* _WHAT NEEDS TO BE DONE_:
Each line below that contains "first" should be counted. Give only the total.

* _EXERCISE INPUT_:
//! Tomo CLI - Command-line interface for assembling translated novels into EPUB

mod commands;

use anyhow::Result;
use clap::{Parser, Subcommand};
use std::path::PathBuf;
use tracing_subscriber::{layer::SubscriberExt, util::SubscriberInitExt};

/// Parse a 1-based position or count (must be at least 1)
fn parse_positive(s: &str) -> Result<usize, String> {
    let n: usize = s.parse().map_err(|_| format!("'{}' is not a valid number", s))?;
    if n < 1 {
        Err("value must be at least 1".to_string())
    } else {
        Ok(n)
    }
}

#[derive(Parser)]
#[command(name = "tomo")]
#[command(author, version, about, long_about = None)]
struct Cli {
    /// Verbose output
    #[arg(short, long, global = true)]
    verbose: bool,

    #[command(subcommand)]
    command: Commands,
}

#[derive(Subcommand)]
enum Commands {
    /// Build an EPUB from a JSON list of chapters
    Build(commands::BuildArgs),

    /// Display information about a generated EPUB
    Info {
        /// EPUB file path
        input: PathBuf,

        /// Output as JSON
        #[arg(long)]
        json: bool,
    },

    /// Check the packaging invariants of an EPUB
    Validate {
        /// EPUB file path
        input: PathBuf,
    },
}

#[tokio::main]
async fn main() -> Result<()> {
    let cli = Cli::parse();

    // Initialize tracing
    let filter = if cli.verbose {
        "tomo_cli=debug,tomo_core=debug"
    } else {
        "tomo_cli=info"
    };

    tracing_subscriber::registry()
        .with(tracing_subscriber::EnvFilter::new(filter))
        .with(tracing_subscriber::fmt::layer().with_writer(std::io::stderr))
        .init();

    match cli.command {
        Commands::Build(args) => commands::build(args).await,
        Commands::Info { input, json } => commands::info(&input, json),
        Commands::Validate { input } => commands::validate(&input),
    }
}

#[cfg(test)]
mod tests {
    use super::*;
    use clap::CommandFactory;

    #[test]
    fn test_cli_definition() {
        Cli::command().debug_assert();
    }

    #[test]
    fn test_parse_positive() {
        assert_eq!(parse_positive("3"), Ok(3));
        assert!(parse_positive("0").is_err());
        assert!(parse_positive("x").is_err());
    }
}
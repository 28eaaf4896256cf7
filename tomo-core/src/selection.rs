//! Choosing which chapters go into a book and how the range is labelled

use crate::error::InputError;
use crate::types::Chapter;
use regex::Regex;
use std::ops::Range;
use std::sync::OnceLock;

/// Label used when the first chapter carries no number
pub const PROLOGUE: &str = "Prólogo";

/// Label used when the last chapter carries no number
pub const EPILOGUE: &str = "Epílogo";

/// A window of consecutive chapters, 1-based
#[derive(Debug, Clone, Copy, PartialEq, Eq)]
pub struct ChapterWindow {
    from: usize,
    amount: usize,
}

impl ChapterWindow {
    /// `amount` chapters starting at the 1-based position `from`
    pub fn new(from: usize, amount: usize) -> Result<Self, InputError> {
        if from == 0 {
            return Err(InputError::InvalidWindow(
                "chapters are numbered from 1".to_string(),
            ));
        }
        if amount == 0 {
            return Err(InputError::InvalidWindow(
                "amount must be at least 1".to_string(),
            ));
        }
        Ok(Self { from, amount })
    }

    /// 1-based position of the first chapter
    pub fn first(&self) -> usize {
        self.from
    }

    pub fn amount(&self) -> usize {
        self.amount
    }

    /// Zero-based index range of the window over `available` chapters,
    /// clamped so it never reaches past the end
    pub fn range(&self, available: usize) -> Range<usize> {
        let start = (self.from - 1).min(available);
        let end = start.saturating_add(self.amount).min(available);
        start..end
    }

    /// The chapters inside the window
    pub fn select<'a, T>(&self, items: &'a [T]) -> &'a [T] {
        &items[self.range(items.len())]
    }
}

fn chapter_number_pattern() -> &'static Regex {
    static PATTERN: OnceLock<Regex> = OnceLock::new();
    PATTERN.get_or_init(|| {
        Regex::new(r"(?i)cap[íi]tulo\s*(\d+)").expect("chapter number pattern is valid")
    })
}

/// `Capítulo N` when `title` names a chapter number
pub fn chapter_number_label(title: &str) -> Option<String> {
    chapter_number_pattern()
        .captures(title)
        .and_then(|caps| caps.get(1))
        .map(|number| format!("Capítulo {}", number.as_str()))
}

/// Human-readable range such as `Capítulo 3 a Capítulo 7`.
///
/// Unnumbered first and last chapters are labelled as prologue and
/// epilogue. Returns `None` for an empty list.
pub fn chapter_range_label(chapters: &[Chapter]) -> Option<String> {
    let first = chapters.first()?;
    let last = chapters.last()?;

    let start = chapter_number_label(&first.title).unwrap_or_else(|| PROLOGUE.to_string());
    let end = chapter_number_label(&last.title).unwrap_or_else(|| EPILOGUE.to_string());
    Some(format!("{start} a {end}"))
}

/// Title given to a generated book: upper-cased novel title plus range label
pub fn book_title(novel_title: &str, range_label: Option<&str>) -> String {
    let upper = novel_title.trim().to_uppercase();
    match range_label {
        Some(label) => format!("{upper}__{label}"),
        None => upper,
    }
}

#[cfg(test)]
mod tests {
    use super::*;

    fn chapters(titles: &[&str]) -> Vec<Chapter> {
        titles.iter().map(|t| Chapter::new(*t, "")).collect()
    }

    #[test]
    fn test_window_rejects_zero() {
        assert!(ChapterWindow::new(0, 5).is_err());
        assert!(ChapterWindow::new(1, 0).is_err());
    }

    #[test]
    fn test_window_selects_from_start() {
        let items: Vec<u32> = (1..=10).collect();
        let window = ChapterWindow::new(1, 5).unwrap();
        assert_eq!(window.select(&items), &[1, 2, 3, 4, 5]);
    }

    #[test]
    fn test_window_in_the_middle() {
        let items: Vec<u32> = (1..=10).collect();
        let window = ChapterWindow::new(4, 3).unwrap();
        assert_eq!(window.range(items.len()), 3..6);
        assert_eq!(window.select(&items), &[4, 5, 6]);
    }

    #[test]
    fn test_window_clamped_at_end() {
        let items: Vec<u32> = (1..=10).collect();
        assert_eq!(ChapterWindow::new(8, 50).unwrap().select(&items), &[8, 9, 10]);
        assert!(ChapterWindow::new(11, 2).unwrap().select(&items).is_empty());
        assert!(ChapterWindow::new(usize::MAX, usize::MAX)
            .unwrap()
            .select(&items)
            .is_empty());
    }

    #[test]
    fn test_chapter_number_label() {
        assert_eq!(
            chapter_number_label("Capítulo 12: O retorno").as_deref(),
            Some("Capítulo 12")
        );
        assert_eq!(chapter_number_label("CAPITULO7").as_deref(), Some("Capítulo 7"));
        assert_eq!(chapter_number_label("Prefácio"), None);
    }

    #[test]
    fn test_range_label() {
        let list = chapters(&["Capítulo 1 - Início", "Capítulo 2", "Capítulo 3 - Fim"]);
        assert_eq!(
            chapter_range_label(&list).as_deref(),
            Some("Capítulo 1 a Capítulo 3")
        );
    }

    #[test]
    fn test_range_label_unnumbered() {
        let list = chapters(&["Prefácio", "Capítulo 1", "Posfácio"]);
        assert_eq!(chapter_range_label(&list).as_deref(), Some("Prólogo a Epílogo"));
    }

    #[test]
    fn test_range_label_empty() {
        assert_eq!(chapter_range_label(&[]), None);
    }

    #[test]
    fn test_book_title() {
        assert_eq!(
            book_title("Martial Peak", Some("Capítulo 1 a Capítulo 5")),
            "MARTIAL PEAK__Capítulo 1 a Capítulo 5"
        );
        assert_eq!(book_title(" Martial Peak ", None), "MARTIAL PEAK");
    }
}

* _ANSWER TO THE PROBLEM_:
6